Vocals: Trey (lead), Mike, Page (backing)
Historian: phish.net staff
Last Update: 2012-06-16
“Billy Breathes” marked a milestone in the development of the Phish catalog. In the mid-90s Phish sought to broaden their stylistic palette and tackle a significant musical challenge by developing more mellow, ballad-style original material to round out their rotation.
“Billy Breathes” stands out in this regard, especially considering the rest of the songs on the album that bears its name. All other songs have either been jamming vehicles (“Free,” “Taste,” “Character Zero,” and “Theme From the Bottom”) or were written after “Billy’s” 9/27/95 debut (see, for example, “Swept Away,” “Steep,” and “Talk”). While other ballads came before it (notably “Fast Enough for You”), “Billy” stands as a turning point in the band’s songwriting, as post-“Billy” ballads became more common.
When Billy Breathes (the album) was released prior to the fall 1996 tour, many fans tabbed the title song as the best song on the album, and some consider it the best piece of studio work in Phish’s catalog to date. The studio version saw the band nail the difficult, intricate harmonies so crucial to the song’s chorus. The brief instrumental interlude was augmented with additional instrumentation and a breathtaking guitar solo that seemed to catapult the emotional level of the song to new heights.

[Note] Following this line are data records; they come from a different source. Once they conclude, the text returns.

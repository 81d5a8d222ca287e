//! Operator authorization
//!
//! Admin operations are gated on a capability set resolved from the
//! authenticated user id. The policy is injected, so deployments can back it
//! with whatever role store the identity collaborator exposes.

use crate::config::AuthorizationSettings;
use crate::error::{MatchmakingError, Result};
use crate::types::UserId;
use async_trait::async_trait;
use serde::{Deserialize, Serialize};
use std::collections::{HashMap, HashSet};
use tracing::{debug, warn};

/// Operator capability
#[derive(Debug, Clone, Copy, PartialEq, Eq, Hash, Serialize, Deserialize)]
#[serde(rename_all = "lowercase")]
pub enum Capability {
    Owner,
    Manager,
    Admin,
    Support,
}

/// Privileged operation exposed to operators
#[derive(Debug, Clone, Copy, PartialEq, Eq, Hash, Serialize, Deserialize)]
#[serde(rename_all = "snake_case")]
pub enum AdminAction {
    ForceFinishMatch,
    CancelMatch,
    CancelWager,
    ForceWagerWinner,
    MarkWagerDisputed,
    ViewRevenue,
}

impl AdminAction {
    /// Capabilities of which at least one is required. Owner passes every check.
    pub fn required_capabilities(&self) -> &'static [Capability] {
        match self {
            AdminAction::ForceFinishMatch | AdminAction::ForceWagerWinner => {
                &[Capability::Owner, Capability::Admin]
            }
            AdminAction::CancelMatch | AdminAction::CancelWager => {
                &[Capability::Owner, Capability::Admin, Capability::Manager]
            }
            AdminAction::MarkWagerDisputed => &[
                Capability::Owner,
                Capability::Admin,
                Capability::Manager,
                Capability::Support,
            ],
            AdminAction::ViewRevenue => &[Capability::Owner, Capability::Manager],
        }
    }

    pub fn as_str(&self) -> &'static str {
        match self {
            AdminAction::ForceFinishMatch => "force_finish_match",
            AdminAction::CancelMatch => "cancel_match",
            AdminAction::CancelWager => "cancel_wager",
            AdminAction::ForceWagerWinner => "force_wager_winner",
            AdminAction::MarkWagerDisputed => "mark_wager_disputed",
            AdminAction::ViewRevenue => "view_revenue",
        }
    }
}

/// Trait for resolving and checking operator capabilities
#[async_trait]
pub trait AuthorizationPolicy: Send + Sync {
    /// Capabilities held by an authenticated user
    async fn capabilities(&self, user_id: &str) -> Result<HashSet<Capability>>;

    /// Fail with `Unauthorized` unless the user may perform `action`
    async fn authorize(&self, user_id: &str, action: AdminAction) -> Result<()> {
        let held = self.capabilities(user_id).await?;
        let allowed = held.contains(&Capability::Owner)
            || action
                .required_capabilities()
                .iter()
                .any(|cap| held.contains(cap));

        if allowed {
            debug!("{} authorized for {}", user_id, action.as_str());
            Ok(())
        } else {
            warn!("{} denied {}", user_id, action.as_str());
            Err(MatchmakingError::Unauthorized {
                action: action.as_str().to_string(),
            })
        }
    }
}

/// Role table loaded from configuration
#[derive(Debug, Clone, Default)]
pub struct StaticAuthorizationPolicy {
    roles: HashMap<UserId, HashSet<Capability>>,
}

impl StaticAuthorizationPolicy {
    pub fn new() -> Self {
        Self::default()
    }

    pub fn from_settings(settings: &AuthorizationSettings) -> Self {
        Self {
            roles: settings
                .roles
                .iter()
                .map(|(user, caps)| (user.clone(), caps.iter().copied().collect()))
                .collect(),
        }
    }

    pub fn grant(mut self, user_id: impl Into<UserId>, capability: Capability) -> Self {
        self.roles.entry(user_id.into()).or_default().insert(capability);
        self
    }
}

#[async_trait]
impl AuthorizationPolicy for StaticAuthorizationPolicy {
    async fn capabilities(&self, user_id: &str) -> Result<HashSet<Capability>> {
        Ok(self.roles.get(user_id).cloned().unwrap_or_default())
    }
}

“Billy Breathes” was in modest to heavy rotation from its debut through 2000, with its greatest frequency in 1995 and 1997. "Billy" has been flat-out scarce since then, with only two performances in 2003 (7/7/03 Phoenix and 7/23/03 Deer Creek), and three since the band returned to the stage in 2009 (7/30/09 Red Rocks, 6/18/10 Hartford, and 6/15/12 Atlantic City). Trey also performed the song solo, on piano, during his May, 1999 tour.